Aim of the task: Pick the lines holding the string "SimpleFileOptions" out of the records and copy them.

Exercise data:
----

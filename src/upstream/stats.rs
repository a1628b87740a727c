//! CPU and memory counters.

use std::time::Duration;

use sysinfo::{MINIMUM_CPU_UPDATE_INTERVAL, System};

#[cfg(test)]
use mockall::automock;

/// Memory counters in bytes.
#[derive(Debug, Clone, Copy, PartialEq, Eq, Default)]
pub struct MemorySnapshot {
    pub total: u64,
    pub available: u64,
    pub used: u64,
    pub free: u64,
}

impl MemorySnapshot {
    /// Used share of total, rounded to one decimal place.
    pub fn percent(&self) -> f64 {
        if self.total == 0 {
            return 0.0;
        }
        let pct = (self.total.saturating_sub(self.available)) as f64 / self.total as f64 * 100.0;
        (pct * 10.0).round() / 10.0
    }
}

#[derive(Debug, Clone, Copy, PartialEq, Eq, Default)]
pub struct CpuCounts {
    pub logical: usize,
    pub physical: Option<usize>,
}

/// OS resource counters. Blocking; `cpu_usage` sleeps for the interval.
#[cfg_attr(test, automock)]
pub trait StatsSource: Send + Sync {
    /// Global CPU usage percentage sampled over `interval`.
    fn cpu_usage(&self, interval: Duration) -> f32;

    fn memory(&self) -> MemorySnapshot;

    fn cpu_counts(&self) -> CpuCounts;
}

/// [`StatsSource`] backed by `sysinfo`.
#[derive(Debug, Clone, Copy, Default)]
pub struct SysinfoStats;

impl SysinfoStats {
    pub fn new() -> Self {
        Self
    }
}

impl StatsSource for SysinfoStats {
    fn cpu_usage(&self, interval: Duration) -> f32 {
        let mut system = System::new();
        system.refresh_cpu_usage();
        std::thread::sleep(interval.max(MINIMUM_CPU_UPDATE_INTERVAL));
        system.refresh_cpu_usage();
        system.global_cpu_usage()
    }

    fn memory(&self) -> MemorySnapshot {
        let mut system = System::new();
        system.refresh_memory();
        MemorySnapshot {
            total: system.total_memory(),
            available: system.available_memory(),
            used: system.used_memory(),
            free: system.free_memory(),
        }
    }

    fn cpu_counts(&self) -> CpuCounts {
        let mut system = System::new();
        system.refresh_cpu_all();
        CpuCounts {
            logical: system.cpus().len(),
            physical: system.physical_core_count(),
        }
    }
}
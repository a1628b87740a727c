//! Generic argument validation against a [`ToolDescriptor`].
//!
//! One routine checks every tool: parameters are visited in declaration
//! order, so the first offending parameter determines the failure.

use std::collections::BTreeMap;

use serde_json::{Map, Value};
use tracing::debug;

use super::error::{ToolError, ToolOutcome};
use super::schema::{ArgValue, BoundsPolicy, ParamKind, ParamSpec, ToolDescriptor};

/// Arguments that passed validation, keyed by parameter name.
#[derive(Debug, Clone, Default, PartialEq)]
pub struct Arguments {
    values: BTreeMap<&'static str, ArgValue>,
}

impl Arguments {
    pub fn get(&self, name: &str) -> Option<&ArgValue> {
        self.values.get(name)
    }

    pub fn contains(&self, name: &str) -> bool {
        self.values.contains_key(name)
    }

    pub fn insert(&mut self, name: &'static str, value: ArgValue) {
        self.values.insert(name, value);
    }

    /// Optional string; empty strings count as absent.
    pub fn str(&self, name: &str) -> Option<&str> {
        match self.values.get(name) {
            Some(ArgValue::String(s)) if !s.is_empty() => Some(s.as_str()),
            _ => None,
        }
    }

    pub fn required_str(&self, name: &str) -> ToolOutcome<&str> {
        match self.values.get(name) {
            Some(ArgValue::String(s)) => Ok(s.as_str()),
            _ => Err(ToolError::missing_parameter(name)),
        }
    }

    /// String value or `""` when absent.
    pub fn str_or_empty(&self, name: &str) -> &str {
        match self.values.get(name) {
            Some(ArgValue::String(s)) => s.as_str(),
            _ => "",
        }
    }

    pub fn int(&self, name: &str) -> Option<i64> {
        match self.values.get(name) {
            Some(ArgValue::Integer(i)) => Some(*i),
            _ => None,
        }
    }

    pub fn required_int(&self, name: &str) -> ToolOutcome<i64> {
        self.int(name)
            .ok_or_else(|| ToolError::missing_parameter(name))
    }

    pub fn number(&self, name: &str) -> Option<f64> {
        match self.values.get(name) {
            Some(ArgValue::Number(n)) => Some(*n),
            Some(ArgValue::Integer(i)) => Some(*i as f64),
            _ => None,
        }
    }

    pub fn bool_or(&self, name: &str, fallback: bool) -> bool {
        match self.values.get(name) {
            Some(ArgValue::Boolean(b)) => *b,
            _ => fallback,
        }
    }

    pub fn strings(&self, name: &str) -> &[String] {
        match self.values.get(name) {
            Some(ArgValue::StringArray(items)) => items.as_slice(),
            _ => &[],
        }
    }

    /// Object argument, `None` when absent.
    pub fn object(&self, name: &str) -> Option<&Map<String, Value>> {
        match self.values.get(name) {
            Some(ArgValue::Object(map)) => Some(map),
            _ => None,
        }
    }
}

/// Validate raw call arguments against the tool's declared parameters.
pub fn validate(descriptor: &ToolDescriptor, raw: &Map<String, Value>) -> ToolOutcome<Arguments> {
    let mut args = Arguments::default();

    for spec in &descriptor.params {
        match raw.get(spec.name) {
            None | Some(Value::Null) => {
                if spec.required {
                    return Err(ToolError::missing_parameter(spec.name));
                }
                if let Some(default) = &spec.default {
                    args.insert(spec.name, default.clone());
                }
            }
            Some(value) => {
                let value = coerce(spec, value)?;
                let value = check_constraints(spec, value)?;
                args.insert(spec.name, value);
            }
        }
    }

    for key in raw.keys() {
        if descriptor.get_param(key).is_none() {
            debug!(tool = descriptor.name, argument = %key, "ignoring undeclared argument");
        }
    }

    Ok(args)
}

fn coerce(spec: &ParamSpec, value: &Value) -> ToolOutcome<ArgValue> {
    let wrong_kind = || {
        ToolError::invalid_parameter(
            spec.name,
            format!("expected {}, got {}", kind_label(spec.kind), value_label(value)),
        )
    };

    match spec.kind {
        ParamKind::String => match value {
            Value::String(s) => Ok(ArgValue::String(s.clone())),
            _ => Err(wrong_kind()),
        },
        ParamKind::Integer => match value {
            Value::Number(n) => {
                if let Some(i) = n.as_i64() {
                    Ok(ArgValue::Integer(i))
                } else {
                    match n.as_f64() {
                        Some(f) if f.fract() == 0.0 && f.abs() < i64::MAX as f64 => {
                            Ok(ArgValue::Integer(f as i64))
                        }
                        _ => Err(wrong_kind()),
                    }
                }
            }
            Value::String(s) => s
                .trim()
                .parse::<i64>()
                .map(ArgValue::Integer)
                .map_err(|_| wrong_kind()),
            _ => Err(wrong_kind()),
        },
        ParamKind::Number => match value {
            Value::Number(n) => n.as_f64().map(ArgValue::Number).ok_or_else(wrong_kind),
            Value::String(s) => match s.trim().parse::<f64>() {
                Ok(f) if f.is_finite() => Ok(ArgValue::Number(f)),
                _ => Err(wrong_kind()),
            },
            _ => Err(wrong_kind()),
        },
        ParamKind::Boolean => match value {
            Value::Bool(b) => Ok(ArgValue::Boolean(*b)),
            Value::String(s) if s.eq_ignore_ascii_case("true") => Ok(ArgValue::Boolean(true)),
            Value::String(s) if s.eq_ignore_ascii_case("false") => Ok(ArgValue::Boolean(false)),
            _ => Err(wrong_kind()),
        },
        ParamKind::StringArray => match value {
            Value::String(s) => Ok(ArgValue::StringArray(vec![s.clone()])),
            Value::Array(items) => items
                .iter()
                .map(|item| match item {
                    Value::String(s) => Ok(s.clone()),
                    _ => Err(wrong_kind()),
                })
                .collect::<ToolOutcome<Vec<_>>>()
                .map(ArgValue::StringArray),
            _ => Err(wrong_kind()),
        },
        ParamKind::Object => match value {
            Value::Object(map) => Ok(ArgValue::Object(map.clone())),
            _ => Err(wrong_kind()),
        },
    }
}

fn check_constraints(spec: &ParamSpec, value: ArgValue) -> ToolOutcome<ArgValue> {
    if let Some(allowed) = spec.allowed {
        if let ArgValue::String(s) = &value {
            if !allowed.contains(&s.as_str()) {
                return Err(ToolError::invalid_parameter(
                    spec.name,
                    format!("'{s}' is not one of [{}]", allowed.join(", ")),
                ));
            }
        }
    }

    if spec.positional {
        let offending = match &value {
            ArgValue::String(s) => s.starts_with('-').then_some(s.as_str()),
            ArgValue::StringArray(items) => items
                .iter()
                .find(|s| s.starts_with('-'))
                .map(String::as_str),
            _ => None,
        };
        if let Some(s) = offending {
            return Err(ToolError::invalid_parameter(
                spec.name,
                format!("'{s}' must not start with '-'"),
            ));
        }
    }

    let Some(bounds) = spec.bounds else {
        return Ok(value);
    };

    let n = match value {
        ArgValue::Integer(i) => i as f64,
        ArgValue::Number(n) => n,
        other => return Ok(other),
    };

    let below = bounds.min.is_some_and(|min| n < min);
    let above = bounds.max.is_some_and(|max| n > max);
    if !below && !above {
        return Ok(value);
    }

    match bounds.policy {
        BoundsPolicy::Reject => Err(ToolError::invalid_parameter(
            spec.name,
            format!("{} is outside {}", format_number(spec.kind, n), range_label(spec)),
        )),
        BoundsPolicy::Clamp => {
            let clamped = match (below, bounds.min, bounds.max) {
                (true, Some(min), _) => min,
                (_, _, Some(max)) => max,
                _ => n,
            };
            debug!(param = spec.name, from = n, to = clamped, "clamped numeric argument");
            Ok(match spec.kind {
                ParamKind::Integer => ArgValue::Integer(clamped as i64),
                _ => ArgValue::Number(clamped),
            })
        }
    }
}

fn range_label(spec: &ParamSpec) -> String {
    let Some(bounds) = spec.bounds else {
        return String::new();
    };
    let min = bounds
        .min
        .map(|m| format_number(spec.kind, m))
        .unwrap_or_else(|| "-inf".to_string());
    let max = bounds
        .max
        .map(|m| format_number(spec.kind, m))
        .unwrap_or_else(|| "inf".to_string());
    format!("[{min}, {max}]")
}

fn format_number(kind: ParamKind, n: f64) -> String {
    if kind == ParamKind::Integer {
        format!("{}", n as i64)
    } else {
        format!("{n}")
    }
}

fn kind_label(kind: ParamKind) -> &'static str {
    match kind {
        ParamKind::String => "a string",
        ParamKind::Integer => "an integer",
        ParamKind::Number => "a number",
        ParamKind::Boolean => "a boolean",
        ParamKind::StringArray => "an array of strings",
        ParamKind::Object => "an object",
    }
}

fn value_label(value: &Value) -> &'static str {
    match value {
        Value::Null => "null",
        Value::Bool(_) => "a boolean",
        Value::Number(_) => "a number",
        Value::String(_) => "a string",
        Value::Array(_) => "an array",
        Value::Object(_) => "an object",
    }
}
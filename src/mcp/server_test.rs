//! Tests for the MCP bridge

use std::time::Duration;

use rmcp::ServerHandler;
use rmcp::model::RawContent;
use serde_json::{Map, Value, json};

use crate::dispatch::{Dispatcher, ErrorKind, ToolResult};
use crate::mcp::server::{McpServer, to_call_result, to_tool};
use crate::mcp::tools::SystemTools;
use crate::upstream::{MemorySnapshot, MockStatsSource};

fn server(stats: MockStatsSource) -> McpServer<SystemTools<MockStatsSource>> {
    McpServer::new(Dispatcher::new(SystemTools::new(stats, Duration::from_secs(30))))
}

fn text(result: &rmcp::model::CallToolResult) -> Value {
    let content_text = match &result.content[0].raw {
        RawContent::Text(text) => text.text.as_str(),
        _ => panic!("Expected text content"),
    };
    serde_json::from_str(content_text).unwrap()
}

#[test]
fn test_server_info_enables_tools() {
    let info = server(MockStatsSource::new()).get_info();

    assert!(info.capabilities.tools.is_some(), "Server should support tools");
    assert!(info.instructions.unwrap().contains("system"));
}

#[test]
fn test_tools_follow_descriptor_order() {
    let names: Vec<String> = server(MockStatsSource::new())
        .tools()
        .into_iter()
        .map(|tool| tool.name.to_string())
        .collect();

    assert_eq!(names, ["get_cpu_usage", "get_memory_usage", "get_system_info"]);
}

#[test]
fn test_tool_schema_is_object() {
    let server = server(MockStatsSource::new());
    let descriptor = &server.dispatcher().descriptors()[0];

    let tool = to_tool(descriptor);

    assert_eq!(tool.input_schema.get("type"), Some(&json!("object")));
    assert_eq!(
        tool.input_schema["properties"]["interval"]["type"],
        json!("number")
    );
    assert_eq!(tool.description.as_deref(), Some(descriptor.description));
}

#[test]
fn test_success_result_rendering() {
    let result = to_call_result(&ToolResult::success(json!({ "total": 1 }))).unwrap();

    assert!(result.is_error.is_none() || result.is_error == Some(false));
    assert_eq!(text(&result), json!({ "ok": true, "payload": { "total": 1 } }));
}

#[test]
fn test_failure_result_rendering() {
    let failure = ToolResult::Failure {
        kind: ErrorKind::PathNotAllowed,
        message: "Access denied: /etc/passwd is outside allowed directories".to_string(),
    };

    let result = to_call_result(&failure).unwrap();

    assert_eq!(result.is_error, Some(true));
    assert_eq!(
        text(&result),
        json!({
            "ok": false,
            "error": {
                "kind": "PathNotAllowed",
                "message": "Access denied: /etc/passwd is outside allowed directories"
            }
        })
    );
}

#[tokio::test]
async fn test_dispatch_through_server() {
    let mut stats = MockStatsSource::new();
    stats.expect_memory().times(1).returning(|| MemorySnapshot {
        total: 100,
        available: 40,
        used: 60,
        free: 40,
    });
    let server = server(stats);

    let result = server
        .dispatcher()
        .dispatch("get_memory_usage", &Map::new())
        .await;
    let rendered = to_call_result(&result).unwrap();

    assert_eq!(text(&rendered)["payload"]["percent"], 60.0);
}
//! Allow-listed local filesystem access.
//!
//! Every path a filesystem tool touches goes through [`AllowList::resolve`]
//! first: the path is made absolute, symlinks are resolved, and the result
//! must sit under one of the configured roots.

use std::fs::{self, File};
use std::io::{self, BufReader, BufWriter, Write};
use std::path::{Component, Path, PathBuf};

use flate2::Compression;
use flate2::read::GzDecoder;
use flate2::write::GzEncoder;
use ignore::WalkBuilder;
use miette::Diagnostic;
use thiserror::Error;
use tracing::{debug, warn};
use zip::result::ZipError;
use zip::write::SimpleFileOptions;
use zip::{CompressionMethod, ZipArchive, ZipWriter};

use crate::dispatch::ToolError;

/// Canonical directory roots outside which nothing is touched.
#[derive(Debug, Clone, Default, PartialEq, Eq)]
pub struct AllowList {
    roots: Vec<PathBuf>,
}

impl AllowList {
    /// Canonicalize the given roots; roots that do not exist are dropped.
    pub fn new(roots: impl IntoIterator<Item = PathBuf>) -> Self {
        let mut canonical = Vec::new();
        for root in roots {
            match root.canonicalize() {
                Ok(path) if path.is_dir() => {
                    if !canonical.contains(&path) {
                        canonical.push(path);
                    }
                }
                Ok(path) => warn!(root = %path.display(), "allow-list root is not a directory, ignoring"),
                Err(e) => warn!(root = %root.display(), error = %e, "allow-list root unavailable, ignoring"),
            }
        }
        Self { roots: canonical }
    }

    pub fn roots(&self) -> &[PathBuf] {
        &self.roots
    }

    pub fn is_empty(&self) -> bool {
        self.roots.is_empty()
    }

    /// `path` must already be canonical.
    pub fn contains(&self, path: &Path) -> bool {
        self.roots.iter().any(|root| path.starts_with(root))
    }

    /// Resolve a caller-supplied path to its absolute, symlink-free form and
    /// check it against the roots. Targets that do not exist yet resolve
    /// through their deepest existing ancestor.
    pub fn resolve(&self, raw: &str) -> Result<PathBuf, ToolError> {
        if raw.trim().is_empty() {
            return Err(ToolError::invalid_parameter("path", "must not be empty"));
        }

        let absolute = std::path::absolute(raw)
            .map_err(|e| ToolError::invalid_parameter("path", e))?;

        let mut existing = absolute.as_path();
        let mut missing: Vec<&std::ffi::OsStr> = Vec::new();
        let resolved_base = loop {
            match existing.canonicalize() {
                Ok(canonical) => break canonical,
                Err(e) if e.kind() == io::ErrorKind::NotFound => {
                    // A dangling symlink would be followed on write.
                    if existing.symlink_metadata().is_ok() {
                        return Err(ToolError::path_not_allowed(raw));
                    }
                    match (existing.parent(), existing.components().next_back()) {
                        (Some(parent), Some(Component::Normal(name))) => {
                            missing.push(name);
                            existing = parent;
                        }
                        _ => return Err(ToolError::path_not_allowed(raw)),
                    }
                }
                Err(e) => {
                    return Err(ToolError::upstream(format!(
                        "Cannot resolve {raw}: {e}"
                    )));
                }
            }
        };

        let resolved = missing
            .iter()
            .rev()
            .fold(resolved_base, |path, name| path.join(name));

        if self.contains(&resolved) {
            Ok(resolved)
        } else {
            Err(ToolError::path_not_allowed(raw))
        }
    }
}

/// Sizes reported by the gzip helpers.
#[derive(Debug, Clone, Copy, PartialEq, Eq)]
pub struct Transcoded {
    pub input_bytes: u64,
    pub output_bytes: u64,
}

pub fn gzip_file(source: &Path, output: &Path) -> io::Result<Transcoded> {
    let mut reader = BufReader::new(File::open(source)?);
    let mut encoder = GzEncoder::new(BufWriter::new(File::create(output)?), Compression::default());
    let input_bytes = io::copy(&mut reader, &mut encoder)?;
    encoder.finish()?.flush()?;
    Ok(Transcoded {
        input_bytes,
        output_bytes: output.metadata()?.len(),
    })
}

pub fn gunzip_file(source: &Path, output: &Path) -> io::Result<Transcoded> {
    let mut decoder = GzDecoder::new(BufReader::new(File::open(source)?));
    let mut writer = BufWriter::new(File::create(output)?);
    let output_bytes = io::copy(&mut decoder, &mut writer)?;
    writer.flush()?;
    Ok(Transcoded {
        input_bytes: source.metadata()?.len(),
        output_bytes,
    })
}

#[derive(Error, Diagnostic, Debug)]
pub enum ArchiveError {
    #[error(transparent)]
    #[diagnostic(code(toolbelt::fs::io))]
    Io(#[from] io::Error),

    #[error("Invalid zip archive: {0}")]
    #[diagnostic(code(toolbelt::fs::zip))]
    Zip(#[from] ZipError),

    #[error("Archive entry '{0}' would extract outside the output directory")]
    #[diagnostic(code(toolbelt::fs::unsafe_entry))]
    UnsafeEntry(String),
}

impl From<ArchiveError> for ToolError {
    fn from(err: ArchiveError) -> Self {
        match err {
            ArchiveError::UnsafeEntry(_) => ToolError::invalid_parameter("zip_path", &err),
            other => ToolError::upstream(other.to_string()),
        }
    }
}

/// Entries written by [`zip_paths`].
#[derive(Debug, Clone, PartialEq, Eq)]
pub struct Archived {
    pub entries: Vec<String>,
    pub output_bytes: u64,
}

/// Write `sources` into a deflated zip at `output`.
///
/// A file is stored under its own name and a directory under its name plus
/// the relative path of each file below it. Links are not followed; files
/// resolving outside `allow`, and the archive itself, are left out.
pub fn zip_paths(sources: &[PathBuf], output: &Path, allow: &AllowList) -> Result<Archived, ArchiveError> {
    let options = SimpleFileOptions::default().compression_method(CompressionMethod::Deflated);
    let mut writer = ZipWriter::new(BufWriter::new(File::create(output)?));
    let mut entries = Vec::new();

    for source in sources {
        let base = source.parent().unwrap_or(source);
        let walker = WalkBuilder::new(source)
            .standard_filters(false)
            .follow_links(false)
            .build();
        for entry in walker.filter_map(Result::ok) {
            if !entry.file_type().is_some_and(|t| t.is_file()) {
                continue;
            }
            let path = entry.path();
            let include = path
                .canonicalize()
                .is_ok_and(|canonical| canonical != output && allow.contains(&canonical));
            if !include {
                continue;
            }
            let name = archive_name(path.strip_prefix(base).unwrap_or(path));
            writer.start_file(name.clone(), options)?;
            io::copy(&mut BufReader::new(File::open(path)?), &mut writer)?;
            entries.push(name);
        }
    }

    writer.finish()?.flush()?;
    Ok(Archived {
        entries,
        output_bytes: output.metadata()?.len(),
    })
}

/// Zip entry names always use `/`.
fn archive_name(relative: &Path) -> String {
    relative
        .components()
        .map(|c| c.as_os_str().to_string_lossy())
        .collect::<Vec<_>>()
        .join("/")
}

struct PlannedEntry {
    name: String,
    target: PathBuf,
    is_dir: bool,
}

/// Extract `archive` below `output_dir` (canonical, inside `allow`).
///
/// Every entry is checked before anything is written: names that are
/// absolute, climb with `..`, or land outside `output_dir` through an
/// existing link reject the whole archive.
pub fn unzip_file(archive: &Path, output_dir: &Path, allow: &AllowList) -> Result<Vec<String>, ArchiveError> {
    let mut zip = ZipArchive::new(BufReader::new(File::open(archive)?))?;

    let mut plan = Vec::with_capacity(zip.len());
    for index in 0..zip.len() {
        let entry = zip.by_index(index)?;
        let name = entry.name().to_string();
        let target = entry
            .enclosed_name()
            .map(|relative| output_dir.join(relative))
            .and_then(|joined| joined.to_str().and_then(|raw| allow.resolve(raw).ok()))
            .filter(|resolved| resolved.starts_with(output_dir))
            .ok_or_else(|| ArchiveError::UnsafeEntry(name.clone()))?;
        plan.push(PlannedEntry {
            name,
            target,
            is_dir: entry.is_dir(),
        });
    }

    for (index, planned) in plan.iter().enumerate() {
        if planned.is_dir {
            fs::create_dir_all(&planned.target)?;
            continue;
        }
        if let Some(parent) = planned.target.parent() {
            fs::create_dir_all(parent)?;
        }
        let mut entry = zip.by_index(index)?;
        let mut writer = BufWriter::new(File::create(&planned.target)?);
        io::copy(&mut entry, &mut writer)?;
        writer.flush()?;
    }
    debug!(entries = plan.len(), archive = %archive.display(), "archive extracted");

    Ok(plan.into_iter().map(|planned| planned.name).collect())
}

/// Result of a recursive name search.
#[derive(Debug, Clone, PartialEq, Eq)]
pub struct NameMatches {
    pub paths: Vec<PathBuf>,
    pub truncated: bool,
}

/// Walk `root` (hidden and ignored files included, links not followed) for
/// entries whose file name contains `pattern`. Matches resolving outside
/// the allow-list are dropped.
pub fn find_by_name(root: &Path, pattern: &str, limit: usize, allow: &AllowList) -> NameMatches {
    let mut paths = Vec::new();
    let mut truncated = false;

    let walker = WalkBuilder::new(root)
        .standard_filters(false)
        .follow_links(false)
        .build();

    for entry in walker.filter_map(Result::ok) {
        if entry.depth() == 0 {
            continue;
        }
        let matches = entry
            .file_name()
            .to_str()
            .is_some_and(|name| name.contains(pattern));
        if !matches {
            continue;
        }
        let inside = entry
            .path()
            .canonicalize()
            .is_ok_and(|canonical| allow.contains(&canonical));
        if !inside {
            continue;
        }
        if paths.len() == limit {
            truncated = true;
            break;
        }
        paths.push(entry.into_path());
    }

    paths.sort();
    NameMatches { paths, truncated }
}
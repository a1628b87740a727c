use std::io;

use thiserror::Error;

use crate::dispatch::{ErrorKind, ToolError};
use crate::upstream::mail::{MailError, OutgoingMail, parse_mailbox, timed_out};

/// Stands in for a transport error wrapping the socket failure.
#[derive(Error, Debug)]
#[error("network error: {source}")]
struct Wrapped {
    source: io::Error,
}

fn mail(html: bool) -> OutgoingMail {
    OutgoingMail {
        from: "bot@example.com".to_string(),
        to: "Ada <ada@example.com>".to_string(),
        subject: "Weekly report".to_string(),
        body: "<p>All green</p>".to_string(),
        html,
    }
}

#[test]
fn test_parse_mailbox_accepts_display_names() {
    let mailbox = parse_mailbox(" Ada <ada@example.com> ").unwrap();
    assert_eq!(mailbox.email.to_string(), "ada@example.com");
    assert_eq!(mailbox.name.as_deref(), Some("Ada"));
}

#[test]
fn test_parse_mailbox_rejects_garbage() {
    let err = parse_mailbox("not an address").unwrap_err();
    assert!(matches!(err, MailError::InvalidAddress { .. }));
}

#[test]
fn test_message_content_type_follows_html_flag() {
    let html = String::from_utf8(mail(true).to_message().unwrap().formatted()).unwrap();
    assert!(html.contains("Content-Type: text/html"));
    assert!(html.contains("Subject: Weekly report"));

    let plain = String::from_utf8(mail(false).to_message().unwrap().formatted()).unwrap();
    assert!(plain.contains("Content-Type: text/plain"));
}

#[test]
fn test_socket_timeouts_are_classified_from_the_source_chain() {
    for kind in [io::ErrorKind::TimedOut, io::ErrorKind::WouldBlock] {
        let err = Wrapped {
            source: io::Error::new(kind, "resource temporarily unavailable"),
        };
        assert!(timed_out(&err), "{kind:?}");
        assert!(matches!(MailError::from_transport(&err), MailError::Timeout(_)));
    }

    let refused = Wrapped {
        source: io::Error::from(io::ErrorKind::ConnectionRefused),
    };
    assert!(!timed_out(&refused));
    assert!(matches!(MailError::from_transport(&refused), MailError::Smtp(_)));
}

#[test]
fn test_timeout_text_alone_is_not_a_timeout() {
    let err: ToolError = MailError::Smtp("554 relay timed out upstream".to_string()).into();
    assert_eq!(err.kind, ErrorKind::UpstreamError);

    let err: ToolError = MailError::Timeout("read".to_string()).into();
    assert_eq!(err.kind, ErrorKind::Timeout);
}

----

Exercise answer:
use zip::write::SimpleFileOptions;
    let options = SimpleFileOptions::default().compression_method(CompressionMethod::Deflated);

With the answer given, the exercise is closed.